- The Washington Times - Monday, February 27, 2017

President Trump’s 2018 budget will slash foreign aid in order to boost defense spending, he said Monday morning, promising cuts to almost every non-security category.

His budget envisions a $54 billion spike in spending by security agencies, with the money coming from cuts to domestic discretionary programs.

In remarks to the nation’s governors at the White House, Mr. Trump said his budget will include an “historic increase” in defense spending to rebuild a “depleted” military.

“This budget will be a public safety and national security budget,” the president said.

Mr. Trump also said his spending plan will contain more spending for infrastructure. He lamented that the U.S. has spent trillions on military operations in the Middle East over the past two decades without winning wars.

“We’re nowhere,” the president said. “We don’t fight to win. We spend $6 trillion in the Middle East, and we have potholes all over our roads.”

An Office of Management and Budget official, speaking on condition that he not be named, said foreign aid programs will take a disproportionate share of the cuts, as Mr. Trump moves to make good on his campaign promise to lessen the U.S. role and ask other countries to pony up.

“This budget expects the rest of the world to step up,” the official said.

Defense hawks on Capitol Hill were already positioning to outbid Mr. Trump.

Senate Armed Services Committee Chairman John McCain said the $54 billion boost would bring defense spending next year to $603 billion. He said that was just 3 percent more than President Obama had envisioned.

Mr. McCain said the department needs $37 billion more than Mr. Trump is calling for.

“With a world on fire, America cannot secure peace through strength with just 3 percent more than President Obama’s budget. We can and must do better,” Mr. McCain said.

Budget analysts, though, said the problem isn’t too little money, it’s bad spending decisions.

“The defense budget is blotted with massive amounts of waste and spending that respond to the military needs of a world that doesn’t exist anymore,” said Veronique de Rugy, senior research fellow at the Mercatus Center at George Mason University. “Any additional increase in defense spending without addressing these issues raises a serious risk that the new injection of funds will once again be allocated based on politics or outdated priorities rather than national security concerns.”

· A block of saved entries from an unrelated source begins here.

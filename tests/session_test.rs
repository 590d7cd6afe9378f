//! End-to-end exchange tests
//!
//! Runs `ChatSession` against wiremock-backed services and an in-memory
//! SQLite store.

use pretty_assertions::assert_eq;
use serde_json::json;
use std::sync::Arc;
use wiremock::{
    matchers::{body_partial_json, method, path},
    Mock, MockServer, ResponseTemplate,
};

use nandi_chat::config::{RequestConfig, ServiceConfig};
use nandi_chat::error::{AppError, NETWORK_MESSAGE};
use nandi_chat::remote::NandiClient;
use nandi_chat::storage::{
    KeyValueStore, SqliteKeyValueStore, TOTAL_POINTS_KEY, TOTAL_QUESTIONS_KEY,
};
use nandi_chat::{ChatSession, Origin, Persona, SessionOptions};

type TestSession = ChatSession<NandiClient, NandiClient, Arc<SqliteKeyValueStore>>;

fn client_for(base_url: &str) -> NandiClient {
    let config = ServiceConfig {
        ai_service_url: base_url.to_string(),
        api_service_url: base_url.to_string(),
        catalog_url: format!("{}/api", base_url),
        api_key: "test-api-key".to_string(),
    };
    NandiClient::new(&config, RequestConfig { timeout_ms: 5000 }).expect("client")
}

async fn create_store() -> Arc<SqliteKeyValueStore> {
    Arc::new(
        SqliteKeyValueStore::new_in_memory()
            .await
            .expect("Failed to create in-memory storage"),
    )
}

async fn open_session(base_url: &str, store: Arc<SqliteKeyValueStore>) -> TestSession {
    let client = client_for(base_url);
    ChatSession::new(
        SessionOptions::new(Persona::Karma).with_session_id("sess-e2e"),
        client.clone(),
        client,
        store,
    )
    .await
    .expect("session")
}

async fn mount_chat(server: &MockServer, reply: &str, score: u8) {
    Mock::given(method("POST"))
        .and(path("/api/chat/generate"))
        .respond_with(ResponseTemplate::new(200).set_body_json(json!({
            "message": reply,
            "quality_score": score
        })))
        .mount(server)
        .await;
}

#[tokio::test]
async fn test_scored_exchange_shows_total_and_badge() {
    let server = MockServer::start().await;
    mount_chat(&server, "Every action returns to you.", 8).await;
    Mock::given(method("POST"))
        .and(path("/api/points/calculate"))
        .and(body_partial_json(json!({
            "quality_scores": [8],
            "total_questions_count": 1,
            "session_id": "sess-e2e"
        })))
        .respond_with(ResponseTemplate::new(200).set_body_json(json!({
            "totalPoints": 100,
            "pointsEarned": 100,
            "breakdown": {}
        })))
        .expect(1)
        .mount(&server)
        .await;

    let store = create_store().await;
    let mut session = open_session(&server.uri(), store.clone()).await;

    let report = session.submit("What is karma?").await.unwrap();

    assert_eq!(report.points.as_ref().unwrap().total_points, 100);
    assert_eq!(session.metrics().total_points, 100);
    assert_eq!(
        session.metrics().last_quality_score.as_ref().unwrap().badge(),
        "8/10"
    );
    assert_eq!(
        store.get(TOTAL_POINTS_KEY).await.unwrap(),
        Some("100".to_string())
    );
    assert_eq!(
        store.get(TOTAL_QUESTIONS_KEY).await.unwrap(),
        Some("1".to_string())
    );
}

#[tokio::test]
async fn test_camel_case_reply_is_scored() {
    let server = MockServer::start().await;
    Mock::given(method("POST"))
        .and(path("/api/chat/generate"))
        .respond_with(ResponseTemplate::new(200).set_body_json(json!({
            "message": "Every action returns to you.",
            "id": "chat-response-1",
            "timestamp": "2026-10-19T09:30:00Z",
            "qualityScore": 8,
            "scoreReason": "Thoughtful"
        })))
        .mount(&server)
        .await;
    Mock::given(method("POST"))
        .and(path("/api/points/calculate"))
        .and(body_partial_json(json!({"quality_scores": [8]})))
        .respond_with(ResponseTemplate::new(200).set_body_json(json!({"totalPoints": 100})))
        .expect(1)
        .mount(&server)
        .await;

    let mut session = open_session(&server.uri(), create_store().await).await;
    session.submit("What is karma?").await.unwrap();

    assert_eq!(session.metrics().total_points, 100);
    assert_eq!(
        session.metrics().last_quality_score.as_ref().unwrap().badge(),
        "8/10"
    );
}

#[tokio::test]
async fn test_unreachable_chat_service() {
    let store = create_store().await;
    store.set(TOTAL_POINTS_KEY, "20").await.unwrap();
    let mut session = open_session("http://127.0.0.1:9", store.clone()).await;

    let err = session.submit("hello").await.unwrap_err();

    assert!(matches!(err, AppError::Remote(_)));
    let errors: Vec<_> = session
        .transcript()
        .snapshot()
        .iter()
        .filter(|m| m.origin() == Origin::Error)
        .collect();
    assert_eq!(errors.len(), 1);
    assert_eq!(errors[0].text(), NETWORK_MESSAGE);
    assert_eq!(session.metrics().total_points, 20);
    assert_eq!(
        store.get(TOTAL_POINTS_KEY).await.unwrap(),
        Some("20".to_string())
    );
}

#[tokio::test]
async fn test_cumulative_totals_are_not_summed() {
    let server = MockServer::start().await;
    mount_chat(&server, "Reflect.", 6).await;
    Mock::given(method("POST"))
        .and(path("/api/points/calculate"))
        .and(body_partial_json(json!({"total_questions_count": 1})))
        .respond_with(ResponseTemplate::new(200).set_body_json(json!({"totalPoints": 10})))
        .expect(1)
        .mount(&server)
        .await;
    Mock::given(method("POST"))
        .and(path("/api/points/calculate"))
        .and(body_partial_json(json!({"total_questions_count": 2})))
        .respond_with(ResponseTemplate::new(200).set_body_json(json!({"totalPoints": 25})))
        .expect(1)
        .mount(&server)
        .await;

    let mut session = open_session(&server.uri(), create_store().await).await;
    session.submit("first").await.unwrap();
    session.submit("second").await.unwrap();

    assert_eq!(session.metrics().total_points, 25);
}

#[tokio::test]
async fn test_points_failure_keeps_reply_and_total() {
    let server = MockServer::start().await;
    mount_chat(&server, "Be still.", 7).await;
    Mock::given(method("POST"))
        .and(path("/api/points/calculate"))
        .respond_with(ResponseTemplate::new(500).set_body_json(json!({
            "detail": "Error calculating points"
        })))
        .expect(1)
        .mount(&server)
        .await;

    let store = create_store().await;
    store.set(TOTAL_POINTS_KEY, "5").await.unwrap();
    let mut session = open_session(&server.uri(), store.clone()).await;

    assert!(session.submit("How do I meditate?").await.is_err());

    let snapshot = session.transcript().snapshot();
    assert!(snapshot
        .iter()
        .any(|m| m.origin() == Origin::System && m.text() == "Be still."));
    assert_eq!(snapshot.last().unwrap().text(), "Error calculating points");
    assert_eq!(snapshot.iter().filter(|m| m.is_error()).count(), 1);
    assert_eq!(session.metrics().total_points, 5);
    assert_eq!(
        store.get(TOTAL_POINTS_KEY).await.unwrap(),
        Some("5".to_string())
    );
    assert_eq!(store.get(TOTAL_QUESTIONS_KEY).await.unwrap(), None);
}

#[tokio::test]
async fn test_whitespace_input_sends_nothing() {
    let server = MockServer::start().await;
    Mock::given(method("POST"))
        .respond_with(ResponseTemplate::new(200))
        .expect(0)
        .mount(&server)
        .await;

    let mut session = open_session(&server.uri(), create_store().await).await;
    let before = session.transcript().len();

    assert!(matches!(
        session.submit("   ").await,
        Err(AppError::Validation { .. })
    ));
    assert_eq!(session.transcript().len(), before);
}

#[tokio::test]
async fn test_sessions_share_durable_total() {
    let server = MockServer::start().await;
    mount_chat(&server, "ok", 9).await;
    Mock::given(method("POST"))
        .and(path("/api/points/calculate"))
        .respond_with(ResponseTemplate::new(200).set_body_json(json!({"totalPoints": 30})))
        .mount(&server)
        .await;

    let store = create_store().await;
    let mut first = open_session(&server.uri(), store.clone()).await;
    first.submit("question").await.unwrap();

    let second = open_session(&server.uri(), store).await;
    assert_eq!(second.metrics().total_points, 30);
    assert_eq!(second.transcript().len(), 1);
}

Monday’s initial look at Mr. Trump’s budget dealt only with very general top-line discretionary spending numbers, which account for about 40 percent of the total budget.

The other 60 percent are automatic spending programs such as Social Security, Medicare and Medicaid — the biggest drivers of ballooning spending. The White House budget office said Mr. Trump’s plans for those programs will come later, with the release of his full budget.